Colours and Documents

What? CMYK?  RGB?
CMYK (Cyan, Magenta, Yellow and Black) are the colours used in the printing process, whereas RGB (Red, Green and Blue) are the colours used by screen displays such as your monitor. Every printing dot in CMYK is produced by adding any amount of 0 to 100 of each Cyan, Magenta, Yellow and Black to each other. On the other hand any screen dot by RGB is created by putting any amount of 0 to 255 of each Red, Green and Blue beside each other. Therefore the value of white in CMYK is 0,0,0,0 while in RGB it is 255,255,255. If your design is set to be published by any printing machine then it should be in CMYK format and if the same design is going on display by any Monitor or TV it is expected to be in RGB. Colours are slightly different in RGB and CMYK, mostly, bright RGB colours produced by your monitor cannot be reproduced in print using CMYK. If you want to have one specific colour to be printed in CMYK as exactly as viewed in RGB, then designers usually suggest Pantheon Colors in which that specific colour will be printed separately as extra on the printing material.

Why my print is not as sharp as Monitor?
Most of the designers do their artworks in RGB and at the final stage they just convert it to CMYK and send it to printer. They mostly do not know how the printer works and how they should enhance their colours. Right after converting the artwork to CMYK the designer should reduce and/or balance any components of C-M-Y-K while keeping the colour as close as the original design in order to get a better quality in print because printing process involves many machines that do physical alignments which could not be 100% accurate. This offset will make a print a little (or much) blurrier than Monitor. Ask your designer to retouch your artwork and eliminate/balance components to make it sharp! (Once the enhancement is done, designers usually convert back the CMYK artwork to RGB to have a more compatible RGB and CMYK of one artwork.)

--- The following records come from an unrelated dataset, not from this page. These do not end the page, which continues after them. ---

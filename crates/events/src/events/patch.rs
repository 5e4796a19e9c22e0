use autopatch_types::{FailureClass, Outcome, Severity};
use serde::{Deserialize, Serialize};

/// Progress and failures of the patch state machine
#[derive(Debug, Clone, Serialize, Deserialize)]
#[serde(tag = "type", rename_all = "snake_case")]
pub enum PatchEvent {
    NoPatchesNeeded,

    /// Patches are needed; `summary` is the "N patches needed" line when
    /// zypper printed one
    PatchesNeeded { summary: Option<String> },

    PatchesInstalled,

    /// The package manager itself was updated and check must run again
    RestartRequired,

    RebootRequired,

    /// A transient failure will be retried after `wait_secs`
    Retrying {
        outcome: Outcome,
        attempt: u32,
        max_attempts: u32,
        wait_secs: u64,
    },

    /// The retry budget is exhausted
    GaveUp { outcome: Outcome, attempts: u32 },

    /// A zypper call failed with a non-retryable outcome
    Failed {
        outcome: Outcome,
        command: String,
        stderr: String,
    },

    /// A failure that carries no zypper exit code
    InternalError { message: String },
}

impl PatchEvent {
    #[must_use]
    pub fn level(&self) -> Severity {
        match self {
            Self::NoPatchesNeeded => Severity::Debug,
            Self::PatchesNeeded { .. } | Self::PatchesInstalled | Self::RestartRequired => {
                Severity::Info
            }
            Self::RebootRequired | Self::Retrying { .. } => Severity::Warning,
            Self::GaveUp { .. } => Severity::Error,
            Self::Failed { outcome, .. } => match outcome.failure_class() {
                Some(FailureClass::Internal) => Severity::Critical,
                _ => Severity::Error,
            },
            Self::InternalError { .. } => Severity::Critical,
        }
    }

    #[must_use]
    pub fn message(&self) -> String {
        match self {
            Self::NoPatchesNeeded => "no patches needed".to_string(),
            Self::PatchesNeeded { summary } => summary
                .clone()
                .unwrap_or_else(|| "patches are needed".to_string()),
            Self::PatchesInstalled => "patches successfully installed".to_string(),
            Self::RestartRequired => {
                "patch requires restart to check again for more patches".to_string()
            }
            Self::RebootRequired => "reboot is required after installing patches".to_string(),
            Self::Retrying { outcome, .. } => format!("{outcome}.  Will try again ..."),
            Self::GaveUp { outcome, attempts } => {
                format!("{outcome}.  Giving up after {attempts} tries.")
            }
            Self::Failed {
                outcome,
                command,
                stderr,
            } => {
                let code = outcome.exit_code().unwrap_or_default();
                if matches!(outcome.failure_class(), Some(FailureClass::Internal)) {
                    let stderr = stderr.trim_end();
                    if stderr.is_empty() {
                        format!("Internal error: {outcome} (exit code {code}) from {command}")
                    } else {
                        format!(
                            "Internal error: {outcome} (exit code {code}) from {command}\n{stderr}"
                        )
                    }
                } else {
                    format!("{outcome} (exit code {code})")
                }
            }
            Self::InternalError { message } => format!("Internal error: {message}"),
        }
    }
}
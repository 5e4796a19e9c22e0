//! auto-patch - Unattended zypper patch agent
//!
//! Loads configuration, runs one patch cycle through the ops crate, mails
//! the report and exits with zypper's exit code.

mod cli;
mod error;
mod logging;

use crate::cli::Cli;
use crate::error::CliError;
use autopatch_config::{Config, LoggingConfig};
use autopatch_errors::Error;
use autopatch_events::FailureContext;
use autopatch_notify::SmtpSender;
use autopatch_zypper::SystemCommandRunner;
use clap::Parser;
use std::process;
use tracing::{error, info};

fn main() {
    let cli = Cli::parse();

    let config = match load_config(&cli) {
        Ok(config) => config,
        Err(e) => {
            logging::init_tracing(&LoggingConfig::default());
            report_error(&e);
            process::exit(e.exit_code());
        }
    };
    logging::init_tracing(&config.logging);

    let exit_code = match run(&cli, &config) {
        Ok(code) => code,
        Err(e) => {
            report_error(&e);
            e.exit_code()
        }
    };
    process::exit(exit_code);
}

/// Load configuration with proper precedence: files, environment, flags
fn load_config(cli: &Cli) -> Result<Config, CliError> {
    let paths = if cli.config.is_empty() {
        Config::default_paths()
    } else {
        cli.config.clone()
    };

    let mut config = Config::load(&paths).map_err(CliError::Config)?;
    config.merge_env().map_err(CliError::Config)?;
    if cli.no_report {
        config.mailreport.report = false;
    }
    config.validate().map_err(CliError::Config)?;
    Ok(config)
}

/// Main application logic
fn run(cli: &Cli, config: &Config) -> Result<i32, CliError> {
    info!("Starting auto-patch v{}", env!("CARGO_PKG_VERSION"));

    let summary = autopatch_ops::run(config, SystemCommandRunner, &SmtpSender)?;

    if cli.json {
        println!("{}", summary.to_json()?);
    }

    info!(
        run_id = %summary.run_id,
        exit_code = summary.result.exit_code,
        attempts = summary.result.attempts,
        report_sent = summary.report_sent,
        "auto-patch finished: {}",
        summary.result.terminal_outcome
    );
    Ok(summary.result.exit_code)
}

fn report_error(e: &CliError) {
    let failure = FailureContext::from_error(e.inner());
    match e {
        // Zypper and delivery failures are logged at critical by the run.
        CliError::Ops(Error::Zypper(_) | Error::Notify(_)) => error!(
            code = ?failure.code,
            exit_code = e.exit_code(),
            "auto-patch aborted: {}",
            failure.message
        ),
        _ => error!(
            critical = true,
            code = ?failure.code,
            retryable = failure.retryable,
            "Internal error: {e}"
        ),
    }
}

Why my design has Bleed, Trim, safe, grip (leap) area? What are those?
The very edges of the document are called the bleed area. To prevent an unwanted white border (in printing) or missing border (on Monitor) at the edge of your document, be sure to extend your design all the way to the edges according to your media. Trim edges which are inward to bleed are defining the final actual viewable of artwork (the area between bleed and trim in printing process will be cut out, and on Monitor it will be hidden under mask or edges of screen). Safe area is also even more inward to trim and is considered as cancelling the probability of any regular offset that might occur in printing or in displaying. Grip area is only in printing process in which one side of your document should be even extended more outward than bleed in order to let gripper machine take the printing material (such as paper) to move or fold it.